Computer and electronic waste in a pile
Microsoft has agreed to increase consumers' options to repair their devices by the end of 2022.

In response to a resolution filed by shareholder representative As You Sow, Microsoft has agreed to increase consumers' options to repair their devices by the end of 2022.

"This is an encouraging step by Microsoft to respond to the upswell of federal and state activity in the right to repair movement," said Kelly McBee, waste program coordinator at As You Sow. "Excitingly, this agreement will begin to allow consumers to repair their Microsoft devices outside the limited network of authorized repair shops."

Reparability is a key tenet of a circular economy. By disrupting the traditional take-make-dispose model, new resource extraction is minimized, and existing resources are kept in perpetual use. Electronics are the fastest growing waste stream in the world, and nearly 70 percent of the emissions associated with personal computing devices arise during production. Extending device lifespan through repair can help mitigate the upstream mining and refining toxins and emissions and downstream landfill pollution.

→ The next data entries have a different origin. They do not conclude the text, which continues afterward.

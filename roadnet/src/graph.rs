//! Directed street multigraph.
//!
//! Nodes are OSM nodes (intersections and shape points), edges are directed
//! street segments. Parallel edges between the same pair of nodes are told
//! apart by a per-pair `key`, starting at 0.
//!
//! Nodes and edges live in ordered maps so every traversal, and therefore
//! every serialized output, is deterministic.

use std::collections::{BTreeMap, BTreeSet};

use serde_json::{Map, Value};

/// OSM node identifier.
pub type NodeId = i64;

/// A `[lon, lat]` coordinate pair, in GeoJSON order.
pub type Coord = [f64; 2];

/// Free-form attributes attached to nodes and edges.
pub type Attributes = Map<String, Value>;

/// Identifies one edge of the multigraph.
#[derive(Debug, Clone, Copy, PartialEq, Eq, PartialOrd, Ord, Hash)]
pub struct EdgeKey {
    /// Origin node.
    pub u: NodeId,
    /// Destination node.
    pub v: NodeId,
    /// Distinguishes parallel edges from `u` to `v`.
    pub key: u32,
}

impl EdgeKey {
    /// Create a new edge key.
    pub fn new(u: NodeId, v: NodeId, key: u32) -> Self {
        Self { u, v, key }
    }
}

/// A graph node.
#[derive(Debug, Clone, PartialEq)]
pub struct Node {
    /// Latitude.
    pub y: f64,
    /// Longitude.
    pub x: f64,
    /// Retained OSM tags.
    pub tags: Attributes,
    /// Number of physical streets meeting at this node, once computed.
    pub street_count: Option<u32>,
}

impl Node {
    /// Create a node at the given position with no tags.
    pub fn new(y: f64, x: f64) -> Self {
        Self {
            y,
            x,
            tags: Attributes::new(),
            street_count: None,
        }
    }

    /// The node position as a `[lon, lat]` pair.
    pub fn coord(&self) -> Coord {
        [self.x, self.y]
    }
}

/// A directed graph edge.
#[derive(Debug, Clone, PartialEq)]
pub struct Edge {
    /// Attributes such as `osmid`, `name`, `highway`, `oneway`, `reversed`.
    pub attributes: Attributes,
    /// Length in meters.
    pub length: f64,
    /// Full shape of the edge. `None` means a straight segment from `u` to `v`.
    pub geometry: Option<Vec<Coord>>,
}

/// Directed multigraph of streets.
#[derive(Debug, Clone, Default)]
pub struct RoadGraph {
    nodes: BTreeMap<NodeId, Node>,
    edges: BTreeMap<EdgeKey, Edge>,
    /// Incoming edge keys per node, for predecessor lookups.
    incoming: BTreeMap<NodeId, BTreeSet<EdgeKey>>,
    simplified: bool,
}

impl RoadGraph {
    /// Create an empty graph.
    pub fn new() -> Self {
        Self::default()
    }

    /// Insert a node, replacing any previous node with the same id.
    pub fn add_node(&mut self, id: NodeId, node: Node) {
        self.nodes.insert(id, node);
    }

    /// Insert an edge from `u` to `v` and return its key.
    ///
    /// Both nodes are expected to be present already.
    pub fn add_edge(&mut self, u: NodeId, v: NodeId, edge: Edge) -> EdgeKey {
        let key = self
            .edges
            .range(EdgeKey::new(u, v, 0)..=EdgeKey::new(u, v, u32::MAX))
            .next_back()
            .map(|(k, _)| k.key + 1)
            .unwrap_or(0);
        let edge_key = EdgeKey::new(u, v, key);
        self.edges.insert(edge_key, edge);
        self.incoming.entry(v).or_default().insert(edge_key);
        edge_key
    }

    /// Remove a node together with every edge touching it.
    pub fn remove_node(&mut self, id: NodeId) -> Option<Node> {
        let node = self.nodes.remove(&id)?;

        let outgoing: Vec<EdgeKey> = self.out_edges(id).map(|(k, _)| *k).collect();
        for key in outgoing {
            self.remove_edge(&key);
        }
        if let Some(incoming) = self.incoming.remove(&id) {
            for key in incoming {
                self.edges.remove(&key);
            }
        }

        Some(node)
    }

    /// Remove a single edge.
    pub fn remove_edge(&mut self, key: &EdgeKey) -> Option<Edge> {
        let edge = self.edges.remove(key)?;
        if let Some(incoming) = self.incoming.get_mut(&key.v) {
            incoming.remove(key);
        }
        Some(edge)
    }

    /// Keep only the nodes for which `keep` returns true.
    pub fn retain_nodes(&mut self, mut keep: impl FnMut(NodeId, &Node) -> bool) {
        let doomed: Vec<NodeId> = self
            .nodes
            .iter()
            .filter(|(id, node)| !keep(**id, node))
            .map(|(id, _)| *id)
            .collect();
        for id in doomed {
            self.remove_node(id);
        }
    }

    /// Look up a node.
    pub fn node(&self, id: NodeId) -> Option<&Node> {
        self.nodes.get(&id)
    }

    /// Mutable access to a node.
    pub fn node_mut(&mut self, id: NodeId) -> Option<&mut Node> {
        self.nodes.get_mut(&id)
    }

    /// Whether the node exists.
    pub fn contains_node(&self, id: NodeId) -> bool {
        self.nodes.contains_key(&id)
    }

    /// Look up an edge.
    pub fn edge(&self, key: &EdgeKey) -> Option<&Edge> {
        self.edges.get(key)
    }

    /// All nodes in id order.
    pub fn nodes(&self) -> impl Iterator<Item = (NodeId, &Node)> + '_ {
        self.nodes.iter().map(|(id, node)| (*id, node))
    }

    /// All edges in `(u, v, key)` order.
    pub fn edges(&self) -> impl Iterator<Item = (&EdgeKey, &Edge)> + '_ {
        self.edges.iter()
    }

    /// Edges leaving `id`, ordered by destination then key.
    pub fn out_edges(&self, id: NodeId) -> impl Iterator<Item = (&EdgeKey, &Edge)> + '_ {
        self.edges
            .range(EdgeKey::new(id, NodeId::MIN, 0)..=EdgeKey::new(id, NodeId::MAX, u32::MAX))
    }

    /// Edges arriving at `id`.
    pub fn in_edges(&self, id: NodeId) -> impl Iterator<Item = (&EdgeKey, &Edge)> + '_ {
        self.incoming
            .get(&id)
            .into_iter()
            .flatten()
            .filter_map(|key| self.edges.get_key_value(key))
    }

    /// Distinct successor nodes, sorted.
    pub fn successors(&self, id: NodeId) -> Vec<NodeId> {
        let mut out: Vec<NodeId> = self.out_edges(id).map(|(k, _)| k.v).collect();
        out.dedup();
        out
    }

    /// Distinct predecessor nodes, sorted.
    pub fn predecessors(&self, id: NodeId) -> Vec<NodeId> {
        let mut out: Vec<NodeId> = self.in_edges(id).map(|(k, _)| k.u).collect();
        out.sort_unstable();
        out.dedup();
        out
    }

    /// Number of outgoing edges, counting parallel edges.
    pub fn out_degree(&self, id: NodeId) -> usize {
        self.out_edges(id).count()
    }

    /// Number of incoming edges, counting parallel edges.
    pub fn in_degree(&self, id: NodeId) -> usize {
        self.incoming.get(&id).map(BTreeSet::len).unwrap_or(0)
    }

    /// Total degree; a self-loop contributes 2.
    pub fn degree(&self, id: NodeId) -> usize {
        self.in_degree(id) + self.out_degree(id)
    }

    /// Number of edges from `u` to `v`.
    pub fn edge_count_between(&self, u: NodeId, v: NodeId) -> usize {
        self.edges
            .range(EdgeKey::new(u, v, 0)..=EdgeKey::new(u, v, u32::MAX))
            .count()
    }

    /// Number of nodes.
    pub fn node_count(&self) -> usize {
        self.nodes.len()
    }

    /// Number of edges.
    pub fn edge_count(&self) -> usize {
        self.edges.len()
    }

    /// Whether [`crate::simplify::simplify_graph`] has run on this graph.
    pub fn is_simplified(&self) -> bool {
        self.simplified
    }

    pub(crate) fn mark_simplified(&mut self) {
        self.simplified = true;
    }
}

The 2021 legislative season saw the first congressional bill on right to repair, in addition to bills introduced in more than half of all U.S. states. In May, the Federal Trade Commission issued a report to Congress determining that there is "scant evidence" to justify the restriction by companies of repair instructions, parts, and tools to a limited number of authorized establishments, as Microsoft has historically done.

In exchange for As You Sow's withdrawal of its shareholder resolution, Microsoft will:

  • Complete a third-party study evaluating the environmental and social impacts associated with increasing consumer access to repair and determine new mechanisms to increase access to repair, including for Surface devices and Xbox consoles;
  • Expand the availability of certain parts and repair documentation beyond Microsoft's Authorized Service Provider network; and
  • Initiate new mechanisms to enable and facilitate local repair options for consumers.

As You Sow's resolution with Microsoft is the first known shareholder resolution relating to the right to repair movement. In recent months, additional shareholder resolutions on right to repair have been filed with Apple and tractor manufacturer Deere & Co following President's Biden executive order instructing the Federal Trade Commission to issue rules removing manufacturer restrictions on third party and do-it-yourself repair of tractors and cell phones.